Caspase 8 and Human Villous Cytotrophoblast Differentiation

Abstract The fusion of villous cytotrophoblast into the placental syncytium is the quintessential process in maintenance of a healthy pregnancy. Efficient fusion requires a phosphatidylserine (PS)-rich cytotrophoblast surface, expression of fusion proteins, cessation of cell cycling, and rearrangement of cytoskeleton to accommodate membrane joining. Significant debate surrounds the potential role of apoptosis-related proteins, particularly caspase 8. The hypothesis that caspase 8 proteolytic activity is required for villous cytotrophoblast syncytialization rests on a foundation of three specific claims; cytotrophoblast PS efflux is an indication of early apoptosis, caspase 8 activation precedes intercellular fusion, and inhibition of caspase 8 proteolytic activity diminishes syncytialization. Our analysis of these claims reveals weaknesses that justify a reevaluation of the role of caspase 8 in villous cytotrophoblast fusion. In models of physiologic intercellular fusion, including villous cytotrophoblast, PS efflux is unrelated to apoptosis and is controlled by ATP-dependent transporters. Only a small amount of prefusion activation of caspase 8 occurs in mononuclear cytotrophoblast, and the significance remains controversial.
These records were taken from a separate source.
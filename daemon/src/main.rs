//! votechain daemon: entry point for running a peer node.

use std::path::PathBuf;

use anyhow::Context;
use clap::Parser;
use votechain_node::{init_logging, LogFormat, NodeConfig, VoteNode};
use votechain_types::NodeType;

#[derive(Parser)]
#[command(name = "votechain", about = "Proof-of-stake voting ledger node")]
struct Cli {
    #[command(subcommand)]
    command: Command,
}

#[derive(clap::Subcommand)]
enum Command {
    /// Run the node.
    Run(RunArgs),
    /// Print a fresh wallet seed with its public key and address.
    Keygen,
    /// Print the default configuration as TOML.
    DefaultConfig,
}

#[derive(clap::Args)]
struct RunArgs {
    /// Path to a TOML configuration file. File settings are the base;
    /// flags and env vars override them.
    #[arg(long, env = "VOTECHAIN_CONFIG")]
    config: Option<PathBuf>,

    /// "authority" or "regular".
    #[arg(long, env = "VOTECHAIN_ROLE")]
    role: Option<NodeType>,

    /// Address the peer listener binds to.
    #[arg(long, env = "VOTECHAIN_LISTEN")]
    listen: Option<String>,

    /// Node id announced to peers.
    #[arg(long, env = "VOTECHAIN_ADVERTISE")]
    advertise: Option<String>,

    /// Address of the authority (regular nodes).
    #[arg(long, env = "VOTECHAIN_AUTHORITY")]
    authority: Option<String>,

    /// Hex wallet seed.
    #[arg(long, env = "VOTECHAIN_KEY_SEED", hide_env_values = true)]
    key_seed: Option<String>,

    /// Ledger storage directory.
    #[arg(long, env = "VOTECHAIN_DATA_DIR")]
    data_dir: Option<PathBuf>,

    /// Serve the HTTP API on this address.
    #[arg(long, env = "VOTECHAIN_RPC")]
    rpc: Option<String>,

    /// "trace", "debug", "info", "warn" or "error".
    #[arg(long, env = "VOTECHAIN_LOG_LEVEL")]
    log_level: Option<String>,

    /// "human" or "json".
    #[arg(long, env = "VOTECHAIN_LOG_FORMAT")]
    log_format: Option<String>,
}

impl RunArgs {
    fn into_config(self) -> anyhow::Result<NodeConfig> {
        let mut config = match &self.config {
            Some(path) => NodeConfig::from_toml_file(path)
                .with_context(|| format!("loading {}", path.display()))?,
            None => NodeConfig::default(),
        };
        if let Some(role) = self.role {
            config.role = role;
        }
        if let Some(listen) = self.listen {
            config.listen_address = listen;
        }
        if let Some(advertise) = self.advertise {
            config.advertise_address = Some(advertise);
        }
        if let Some(authority) = self.authority {
            config.authority_address = Some(authority);
        }
        if let Some(seed) = self.key_seed {
            config.key_seed = Some(seed);
        }
        if let Some(dir) = self.data_dir {
            config.data_dir = dir;
        }
        if let Some(rpc) = self.rpc {
            config.rpc_enabled = true;
            config.rpc_address = rpc;
        }
        if let Some(level) = self.log_level {
            config.log_level = level;
        }
        if let Some(format) = self.log_format {
            config.log_format = format.parse::<LogFormat>()?;
        }
        Ok(config)
    }
}

#[tokio::main]
async fn main() -> anyhow::Result<()> {
    match Cli::parse().command {
        Command::Run(args) => run(args.into_config()?).await,
        Command::Keygen => {
            let keypair = votechain_crypto::generate_keypair();
            println!("key_seed = \"{}\"", hex::encode(keypair.private.0));
            println!("public_key = \"{}\"", keypair.public);
            println!(
                "address = \"{}\"",
                votechain_crypto::hash_public_key(&keypair.public)
            );
            Ok(())
        }
        Command::DefaultConfig => {
            print!("{}", NodeConfig::default().to_toml_string()?);
            Ok(())
        }
    }
}

async fn run(config: NodeConfig) -> anyhow::Result<()> {
    init_logging(config.log_format, &config.log_level);

    let node = VoteNode::open(config).context("opening node")?;
    let addr = node.start().await.context("starting node")?;
    tracing::info!(
        %addr,
        role = %node.config().role,
        rpc = node.config().rpc_enabled,
        "votechain node running"
    );

    node.shutdown_controller().wait_for_signal().await;
    node.stop();
    tracing::info!("votechain daemon exited cleanly");
    Ok(())
}
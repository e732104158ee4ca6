use thiserror::Error;

#[derive(Debug, Error)]
pub enum CryptoError {
    #[error("canonical encoding failed: {0}")]
    Encoding(String),

    #[error("invalid base64: {0}")]
    Base64(String),

    #[error("invalid key or signature length: expected {expected}, got {actual}")]
    Length { expected: usize, actual: usize },
}
//! Node roles.

use crate::error::TypesError;
use serde::{Deserialize, Serialize};
use std::fmt;
use std::str::FromStr;

/// Role of a node in the network.
#[derive(Clone, Copy, Debug, Default, PartialEq, Eq, Hash, Serialize, Deserialize)]
#[serde(rename_all = "lowercase")]
pub enum NodeType {
    /// The trusted node that schedules forging rounds and receives stake bonds.
    Authority,
    /// Any other peer; eligible to forge.
    #[default]
    Regular,
}

impl NodeType {
    pub fn as_str(&self) -> &'static str {
        match self {
            Self::Authority => "authority",
            Self::Regular => "regular",
        }
    }
}

impl fmt::Display for NodeType {
    fn fmt(&self, f: &mut fmt::Formatter<'_>) -> fmt::Result {
        f.write_str(self.as_str())
    }
}

impl FromStr for NodeType {
    type Err = TypesError;

    fn from_str(s: &str) -> Result<Self, Self::Err> {
        match s {
            "authority" => Ok(Self::Authority),
            "regular" => Ok(Self::Regular),
            other => Err(TypesError::UnknownNodeType(other.to_string())),
        }
    }
}
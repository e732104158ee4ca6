//! Graceful shutdown.
//!
//! Listens for SIGINT/SIGTERM and broadcasts a shutdown signal to the
//! listener, the forging scheduler and the HTTP server.

use tokio::signal;
use tokio::sync::broadcast;

/// Subsystems call [`ShutdownController::subscribe`] and `select!` on the
/// receiver alongside their main loop.
#[derive(Clone)]
pub struct ShutdownController {
    tx: broadcast::Sender<()>,
}

impl ShutdownController {
    pub fn new() -> Self {
        let (tx, _) = broadcast::channel(1);
        Self { tx }
    }

    pub fn subscribe(&self) -> broadcast::Receiver<()> {
        self.tx.subscribe()
    }

    pub fn shutdown(&self) {
        let _ = self.tx.send(());
    }

    /// Wait for SIGTERM or SIGINT, then trigger shutdown.
    pub async fn wait_for_signal(&self) {
        let ctrl_c = signal::ctrl_c();

        #[cfg(unix)]
        let terminate = async {
            match signal::unix::signal(signal::unix::SignalKind::terminate()) {
                Ok(mut stream) => {
                    stream.recv().await;
                }
                Err(e) => {
                    tracing::warn!(error = %e, "cannot listen for SIGTERM");
                    std::future::pending::<()>().await;
                }
            }
        };

        #[cfg(not(unix))]
        let terminate = std::future::pending::<()>();

        tokio::select! {
            _ = ctrl_c => { tracing::info!("received SIGINT, shutting down"); }
            _ = terminate => { tracing::info!("received SIGTERM, shutting down"); }
        }

        self.shutdown();
    }
}

impl Default for ShutdownController {
    fn default() -> Self {
        Self::new()
    }
}

#[cfg(test)]
mod tests {
    use super::*;

    #[tokio::test]
    async fn every_subscriber_is_notified() {
        let controller = ShutdownController::new();
        let mut first = controller.subscribe();
        let mut second = controller.clone().subscribe();
        controller.shutdown();
        assert!(first.recv().await.is_ok());
        assert!(second.recv().await.is_ok());
    }
}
Specific caspase 8 inhibitions with specific peptide inhibitors or antisense oligonucleotides or silencing with siRNA substantiate potential differentiation-related roles, unrelated to initiation of intercellular fusion, for both procaspase 8 and activated caspase 8. From this analysis a new and testable model of villous cytotrophoblast differentiation and fusion is presented.